There’s a new hair salon that quietly opened recently, upstairs on the corner of Bryant and Elmwood, and the repat owner has a long and illustrious past, beginning with the dawn of the unisex salon. Many of you won’t remember a time when hairdressers and barbers kept their clientele quite to themselves, but it wasn’t so long ago really. It’s not a common topic, certainly not as big as the advent and evolution of cell phones, personal computers, and a switch from leaded fuel to electric cars, but at the time, in the early 70’s, it was a large part of social change. If you’re a millennial, ask your parents.
Joe Lovullo, formerly of Visage, is making a slow but sure move back to Buffalo as his mother ages and needs him more and more, and we will all be the happy recipients of his attention to his hometown and all that he knows and loves here. Other than his mother, that includes his two lifetime loves, doing hair and training and riding racehorses. He is a well-documented master at both.
From the time he went from barbering school, to the shirt and tie world of the Sax 5th Avenue salon, Joe has always understood the need for innovation and evolution in hair styling. A look back at any Throw Back Thursday photo on Facebook tells a story of change, not just in age, but also in design. Beyond the big collars and wide ties, the hair, both in its abundance and style, tells us how much we’ve changed. That change is also something Joe has worked toward and promoted among those working for and with him.
Back in 1972, Joe was operating a salon on Elmwood next to Goodbar, Haircuts, Etc. He was just coming out of a hippie phase in which all of his friends and many of his clients were well groomed and just left of mainstream-minded. He remembers a professional development trip to London to study under Vidal Sassoon, who was relatively unknown to a greater audience at the time. Joe recounts a turning point, when he met young Paul McGregor, a change-maker in the industry and the man to whom the shag haircut was first attributed. McGregor walked into the salon, larger than life and artfully thin, dressed in black clogs, tight black bellbottoms, and wearing a black sweater, the asymmetric zipper starting at his hip, snaking around to the opposite shoulder, and ending under his rather large golden-brown afro dusted with flour – for texture. Style took on a whole new meaning for the Buffalo boy who grew up in the projects on the lower West Side.
When Joe returned home from London, he embraced the new direction of his craft and the need for constant change that would put Buffalonians in step with the leaders in fashion. He felt he owed this to his clientele, and beside that, it was exciting. Hair was cut wet, layered, dried with a hand held blow-dryer. He was in high gear and bent on doing things differently. He immediately insisted that the stylists in his salon stop doing shag haircuts and step-up their style game. Ever since, Joe has brought cutting-edge style to his work.

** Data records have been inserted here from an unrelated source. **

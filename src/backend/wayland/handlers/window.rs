// Responds to xdg toplevel configure/close events, keeping dimensions in sync with the compositor.
use log::info;
use smithay_client_toolkit::shell::xdg::window::{Window, WindowConfigure, WindowHandler};
use wayland_client::{Connection, QueueHandle};

use super::super::state::WaylandState;

impl WindowHandler for WaylandState {
    fn request_close(&mut self, _conn: &Connection, _qh: &QueueHandle<Self>, _window: &Window) {
        info!("Window closed by compositor");
        self.input_state.should_exit = true;
    }

    fn configure(
        &mut self,
        _conn: &Connection,
        _qh: &QueueHandle<Self>,
        _window: &Window,
        configure: WindowConfigure,
        _serial: u32,
    ) {
        // The compositor leaves the size to us when it sends no dimension
        let width = configure
            .new_size
            .0
            .map_or(self.surface.width(), |w| w.get());
        let height = configure
            .new_size
            .1
            .map_or(self.surface.height(), |h| h.get());
        info!("Window configured: {}x{}", width, height);

        if self.surface.update_dimensions(width, height) {
            info!("Surface size changed - recreating SlotPool");
        }
        self.input_state.update_window_dimensions(width, height);

        // A configure always requires a fresh buffer
        self.surface.set_configured(true);
        self.surface.set_frame_callback_pending(false);
        self.input_state.needs_redraw = true;
    }
}
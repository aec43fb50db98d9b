// Coordinates backend startup/shutdown and drives the event loop while delegating
// rendering & protocol state to `WaylandState` and its handler modules.
use anyhow::{Context, Result};
use log::{debug, info, warn};
use smithay_client_toolkit::{
    compositor::CompositorState,
    output::OutputState,
    registry::RegistryState,
    seat::SeatState,
    shell::{
        WaylandSurface,
        xdg::{XdgShell, window::WindowDecorations},
    },
    shm::Shm,
};
use wayland_client::{Connection, globals::registry_queue_init};

use super::state::WaylandState;
use crate::{
    config::{Config, KeybindingsConfig},
    input::InputState,
    notification,
};

const WINDOW_TITLE: &str = "Sketchboard";
const APP_ID: &str = "sketchboard";
const MAX_RENDER_FAILURES: u32 = 10;

/// Wayland backend state
pub struct WaylandBackend {
    config: Option<Config>,
    /// Tokio runtime for desktop notifications
    tokio_runtime: tokio::runtime::Runtime,
}

impl WaylandBackend {
    pub fn new(config: Config) -> Result<Self> {
        let tokio_runtime = tokio::runtime::Runtime::new()
            .context("Failed to create Tokio runtime for notifications")?;
        Ok(Self {
            config: Some(config),
            tokio_runtime,
        })
    }

    pub fn run(&mut self) -> Result<()> {
        info!("Starting Wayland backend");
        let config = self
            .config
            .take()
            .context("Wayland backend can only run once")?;

        // Connect to Wayland compositor
        let conn =
            Connection::connect_to_env().context("Failed to connect to Wayland compositor")?;
        debug!("Connected to Wayland display");

        // Initialize registry and event queue
        let (globals, mut event_queue) =
            registry_queue_init(&conn).context("Failed to initialize Wayland registry")?;
        let qh = event_queue.handle();

        // Bind global interfaces
        let compositor_state =
            CompositorState::bind(&globals, &qh).context("wl_compositor not available")?;
        debug!("Bound compositor");

        let xdg_shell = XdgShell::bind(&globals, &qh).context("xdg_wm_base not available")?;
        debug!("Bound xdg shell");

        let shm = Shm::bind(&globals, &qh).context("wl_shm not available")?;
        debug!("Bound shared memory");

        let output_state = OutputState::new(&globals, &qh);
        debug!("Initialized output state");

        let seat_state = SeatState::new(&globals, &qh);
        debug!("Initialized seat state");

        let registry_state = RegistryState::new(&globals);

        debug!("  Color: {:?}", config.drawing.default_color);
        debug!("  Width: {}px", config.drawing.default_width);
        debug!("  Tool: {}", config.drawing.default_tool);
        debug!("  Fill: {}", config.drawing.default_fill_mode);
        debug!("  Buffer count: {}", config.performance.buffer_count);
        debug!("  VSync: {}", config.performance.enable_vsync);

        // Build keybinding action map
        let action_map = match config.keybindings.build_action_map() {
            Ok(map) => map,
            Err(e) => {
                warn!("Invalid keybindings: {}. Using defaults.", e);
                KeybindingsConfig::default()
                    .build_action_map()
                    .map_err(anyhow::Error::msg)
                    .context("Default keybindings are invalid")?
            }
        };

        let input_state = InputState::with_config(&config, action_map);
        let tokio_handle = self.tokio_runtime.handle().clone();

        // Create the toplevel window
        info!("Creating window");
        let wl_surface = compositor_state.create_surface(&qh);
        let window = xdg_shell.create_window(wl_surface, WindowDecorations::RequestServer, &qh);
        window.set_title(WINDOW_TITLE);
        window.set_app_id(APP_ID);
        window.set_min_size(Some((
            crate::config::MIN_WINDOW_WIDTH,
            crate::config::MIN_WINDOW_HEIGHT,
        )));
        window.commit();

        // Create application state
        let mut state = WaylandState::new(
            registry_state,
            shm,
            output_state,
            seat_state,
            config,
            input_state,
            tokio_handle,
        );
        state.surface.set_window(window);
        info!("Window created");

        // Track consecutive render failures for error recovery
        let mut consecutive_render_failures = 0u32;

        // Main event loop
        let mut loop_error: Option<anyhow::Error> = None;
        loop {
            if state.input_state.should_exit {
                info!("Exit requested, breaking event loop");
                break;
            }

            match event_queue.blocking_dispatch(&mut state) {
                Ok(_) => {
                    if state.input_state.should_exit {
                        info!("Exit requested after dispatch, breaking event loop");
                        break;
                    }
                }
                Err(e) => {
                    warn!("Event queue error: {}", e);
                    loop_error = Some(anyhow::anyhow!("Wayland event queue error: {}", e));
                    break;
                }
            }

            if let Some(notice) = state.input_state.take_pending_desktop_notice() {
                notification::send_notice_async(&state.tokio_handle, notice);
            }

            // Render if configured and needs redraw, but only if no frame callback pending
            // This throttles rendering to display refresh rate (when vsync is enabled)
            let can_render = state.surface.is_configured()
                && state.input_state.needs_redraw
                && (!state.surface.frame_callback_pending()
                    || !state.config.performance.enable_vsync);

            if can_render {
                match state.render(&qh) {
                    Ok(()) => {
                        consecutive_render_failures = 0;
                        state.input_state.needs_redraw = false;
                        if state.config.performance.enable_vsync {
                            state.surface.set_frame_callback_pending(true);
                        }
                    }
                    Err(e) => {
                        consecutive_render_failures += 1;
                        warn!(
                            "Rendering error (attempt {}/{}): {}",
                            consecutive_render_failures, MAX_RENDER_FAILURES, e
                        );

                        if consecutive_render_failures >= MAX_RENDER_FAILURES {
                            return Err(anyhow::anyhow!(
                                "Too many consecutive render failures ({}), exiting: {}",
                                consecutive_render_failures,
                                e
                            ));
                        }

                        // Clear redraw flag to avoid infinite error loop
                        state.input_state.needs_redraw = false;
                    }
                }
            } else if state.input_state.needs_redraw && state.surface.frame_callback_pending() {
                debug!("Main loop: Skipping render - frame callback already pending");
            }
        }

        info!("Wayland backend exiting");

        match loop_error {
            Some(e) => Err(e),
            None => Ok(()),
        }
    }
}
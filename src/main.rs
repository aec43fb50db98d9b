use clap::Parser;
use std::path::PathBuf;

use sketchboard::config::{ColorSpec, Config};
use sketchboard::input::Tool;
use sketchboard::{backend, util};

const LONG_VERSION: &str = concat!(
    env!("CARGO_PKG_VERSION"),
    " (",
    env!("SKETCHBOARD_GIT_HASH"),
    ")"
);

#[derive(Parser, Debug)]
#[command(name = "sketchboard")]
#[command(version, long_version = LONG_VERSION)]
#[command(about = "Desktop drawing canvas for Wayland compositors")]
struct Cli {
    /// Read settings from this file instead of ~/.config/sketchboard/config.toml
    #[arg(long, short = 'c', value_name = "PATH")]
    config: Option<PathBuf>,

    /// Directory the save prompt starts in
    #[arg(long, short = 'o', value_name = "DIR")]
    output: Option<String>,

    /// Initial tool (freehand, line, rectangle, oval, eraser)
    #[arg(long, short = 't', value_name = "TOOL")]
    tool: Option<Tool>,

    /// Initial color: a palette name or #rrggbb
    #[arg(long, value_name = "COLOR", value_parser = parse_color)]
    color: Option<ColorSpec>,

    /// Initial brush width in pixels (1-40)
    #[arg(
        long,
        short = 'w',
        value_name = "N",
        value_parser = clap::value_parser!(u32).range(1..=40)
    )]
    width: Option<u32>,
}

fn parse_color(value: &str) -> Result<ColorSpec, String> {
    match util::name_to_color(value) {
        Some(_) => Ok(ColorSpec::from(value)),
        None => Err(format!(
            "unknown color '{}' (expected a palette name or #rrggbb)",
            value
        )),
    }
}

/// Loads the configuration, falling back to defaults when it cannot be read.
fn load_config(path: Option<&PathBuf>) -> Config {
    let loaded = match path {
        Some(path) => Config::load_from(path),
        None => Config::load(),
    };
    loaded.unwrap_or_else(|e| {
        log::warn!("Failed to load config: {:#}. Using defaults.", e);
        Config::default()
    })
}

/// Applies command-line overrides on top of the loaded configuration.
fn apply_overrides(config: &mut Config, cli: &Cli) {
    if let Some(dir) = &cli.output {
        config.export.save_directory = dir.clone();
    }
    if let Some(tool) = cli.tool {
        config.drawing.default_tool = tool;
    }
    if let Some(color) = &cli.color {
        config.drawing.default_color = color.clone();
    }
    if let Some(width) = cli.width {
        config.drawing.default_width = width;
    }
    config.validate_and_clamp();
}

fn main() -> anyhow::Result<()> {
    env_logger::init();

    let cli = Cli::parse();

    // Check for Wayland environment
    if std::env::var("WAYLAND_DISPLAY").is_err() {
        log::error!("WAYLAND_DISPLAY not set - this application requires Wayland.");
        log::error!("Please run inside a Wayland session (GNOME, KDE Plasma, Sway, etc.).");
        return Err(anyhow::anyhow!("WAYLAND_DISPLAY not set"));
    }

    let mut config = load_config(cli.config.as_ref());
    apply_overrides(&mut config, &cli);

    log::info!("Starting Sketchboard");
    log::info!("Press F1 for keyboard shortcuts");
    backend::run_wayland(config)?;
    log::info!("Sketchboard closed.");

    Ok(())
}

#[cfg(test)]
mod tests {
    use super::*;

    #[test]
    fn overrides_replace_config_defaults() {
        let cli = Cli::try_parse_from([
            "sketchboard",
            "--tool",
            "oval",
            "--color",
            "#00ff00",
            "--width",
            "12",
            "--output",
            "/tmp/drawings",
        ])
        .unwrap();

        let mut config = Config::default();
        apply_overrides(&mut config, &cli);
        assert_eq!(config.drawing.default_tool, Tool::Oval);
        assert_eq!(config.drawing.default_width, 12);
        assert_eq!(config.export.save_directory, "/tmp/drawings");
        assert_eq!(config.drawing.default_color, ColorSpec::from("#00ff00"));
    }

    #[test]
    fn invalid_arguments_are_rejected() {
        assert!(Cli::try_parse_from(["sketchboard", "--width", "41"]).is_err());
        assert!(Cli::try_parse_from(["sketchboard", "--color", "mauve"]).is_err());
        assert!(Cli::try_parse_from(["sketchboard", "--tool", "spray"]).is_err());
    }

    #[test]
    fn missing_config_file_uses_defaults() {
        let dir = tempfile::tempdir().unwrap();
        let config = load_config(Some(&dir.path().join("absent.toml")));
        assert_eq!(config.drawing.default_width, 4);
    }
}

He also was busted on three separate occasions for cutting women’s hair in a salon that was operated by a barber, which is the license Joe held at the time. It took the work of a few female lawyer/clients to undo that archaic log jam and make it possible, through a cry of discrimination, to gain women’s rightful access to unisex salons, which would soon pop up everywhere.
Joe spent the next few decades in town operating the first of several full service salons, and over time, he migrated to New York where so many stylists he had trained were doing well. Note to up-and-coming stylists out there: The Who’s Who list of Joe’s mentors and now famous trainees will blow your mind. Anyone ready to launch in a big way might want to put in a bid to work alongside Joe, whose experience and connections he will pass along. He’s always been a soft touch for a willing and apt young talent.
Joe loves New York, and fashion-forward New Yorkers love Joe, but as he’s called back, he’s happy to be home too. Here in Buffalo, there are those who remember Joe’s talent, those who have heard of him, and those who really should meet him for a New York City cut, minus the airfare. And if you find him in a talkative mood, you may also get one hell of a priceless history lesson.